(Saved entries)
+---+

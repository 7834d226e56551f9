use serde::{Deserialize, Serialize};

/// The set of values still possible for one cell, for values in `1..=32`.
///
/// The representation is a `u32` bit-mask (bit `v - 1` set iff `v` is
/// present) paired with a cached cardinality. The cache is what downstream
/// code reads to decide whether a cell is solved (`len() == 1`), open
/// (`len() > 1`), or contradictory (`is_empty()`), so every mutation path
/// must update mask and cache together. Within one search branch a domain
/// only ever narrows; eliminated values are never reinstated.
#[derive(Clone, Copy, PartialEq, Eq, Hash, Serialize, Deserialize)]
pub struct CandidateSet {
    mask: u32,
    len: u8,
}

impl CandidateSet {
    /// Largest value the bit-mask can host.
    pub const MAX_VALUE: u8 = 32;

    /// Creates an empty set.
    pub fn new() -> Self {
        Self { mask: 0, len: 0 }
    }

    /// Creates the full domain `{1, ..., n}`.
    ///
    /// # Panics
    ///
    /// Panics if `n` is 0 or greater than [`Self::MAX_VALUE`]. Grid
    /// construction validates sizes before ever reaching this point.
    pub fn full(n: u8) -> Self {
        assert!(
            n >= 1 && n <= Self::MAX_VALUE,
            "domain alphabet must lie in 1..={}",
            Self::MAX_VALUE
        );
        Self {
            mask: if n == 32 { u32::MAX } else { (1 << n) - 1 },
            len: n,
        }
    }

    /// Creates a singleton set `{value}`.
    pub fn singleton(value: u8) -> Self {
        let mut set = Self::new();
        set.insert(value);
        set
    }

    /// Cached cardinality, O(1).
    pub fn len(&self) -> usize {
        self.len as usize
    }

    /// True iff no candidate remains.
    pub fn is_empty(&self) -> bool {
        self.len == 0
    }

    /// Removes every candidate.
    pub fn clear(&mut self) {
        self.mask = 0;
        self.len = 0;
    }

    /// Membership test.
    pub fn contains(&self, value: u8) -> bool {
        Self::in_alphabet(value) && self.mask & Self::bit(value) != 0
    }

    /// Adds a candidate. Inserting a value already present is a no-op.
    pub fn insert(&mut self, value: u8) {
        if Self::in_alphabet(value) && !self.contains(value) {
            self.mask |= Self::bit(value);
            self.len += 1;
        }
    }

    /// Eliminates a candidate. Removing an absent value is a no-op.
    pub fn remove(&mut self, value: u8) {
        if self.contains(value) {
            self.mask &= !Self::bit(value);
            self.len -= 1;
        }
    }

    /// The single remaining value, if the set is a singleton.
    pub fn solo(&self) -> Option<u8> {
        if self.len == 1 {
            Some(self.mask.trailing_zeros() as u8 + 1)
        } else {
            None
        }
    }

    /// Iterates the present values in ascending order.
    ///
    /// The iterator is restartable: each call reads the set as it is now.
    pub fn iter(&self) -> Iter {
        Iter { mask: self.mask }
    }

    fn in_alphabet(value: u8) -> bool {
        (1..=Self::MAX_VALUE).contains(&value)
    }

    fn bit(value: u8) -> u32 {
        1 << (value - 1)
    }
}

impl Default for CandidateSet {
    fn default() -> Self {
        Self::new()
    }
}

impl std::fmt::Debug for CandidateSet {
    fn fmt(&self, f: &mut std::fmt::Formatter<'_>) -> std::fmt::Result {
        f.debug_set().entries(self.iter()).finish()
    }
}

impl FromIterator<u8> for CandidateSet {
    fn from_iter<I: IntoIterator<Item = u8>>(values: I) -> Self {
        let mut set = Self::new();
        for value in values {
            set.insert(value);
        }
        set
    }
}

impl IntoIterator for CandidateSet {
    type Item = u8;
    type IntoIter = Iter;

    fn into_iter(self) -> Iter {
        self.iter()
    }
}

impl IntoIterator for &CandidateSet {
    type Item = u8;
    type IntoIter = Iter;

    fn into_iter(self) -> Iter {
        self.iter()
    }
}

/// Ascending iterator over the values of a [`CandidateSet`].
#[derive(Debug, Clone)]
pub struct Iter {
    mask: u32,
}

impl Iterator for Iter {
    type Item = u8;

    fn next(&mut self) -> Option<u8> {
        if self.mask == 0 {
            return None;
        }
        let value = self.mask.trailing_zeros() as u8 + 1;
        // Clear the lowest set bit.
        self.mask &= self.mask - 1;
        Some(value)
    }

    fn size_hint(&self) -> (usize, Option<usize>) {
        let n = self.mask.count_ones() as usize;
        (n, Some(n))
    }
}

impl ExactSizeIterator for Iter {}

+---+

YOUR OBJECTIVE: The answer must consist of each line from the data that includes the string "usize".

ANSWER TO THIS PROBLEM:
    pub fn len(&self) -> usize {
        self.len as usize
    fn size_hint(&self) -> (usize, Option<usize>) {
        let n = self.mask.count_ones() as usize;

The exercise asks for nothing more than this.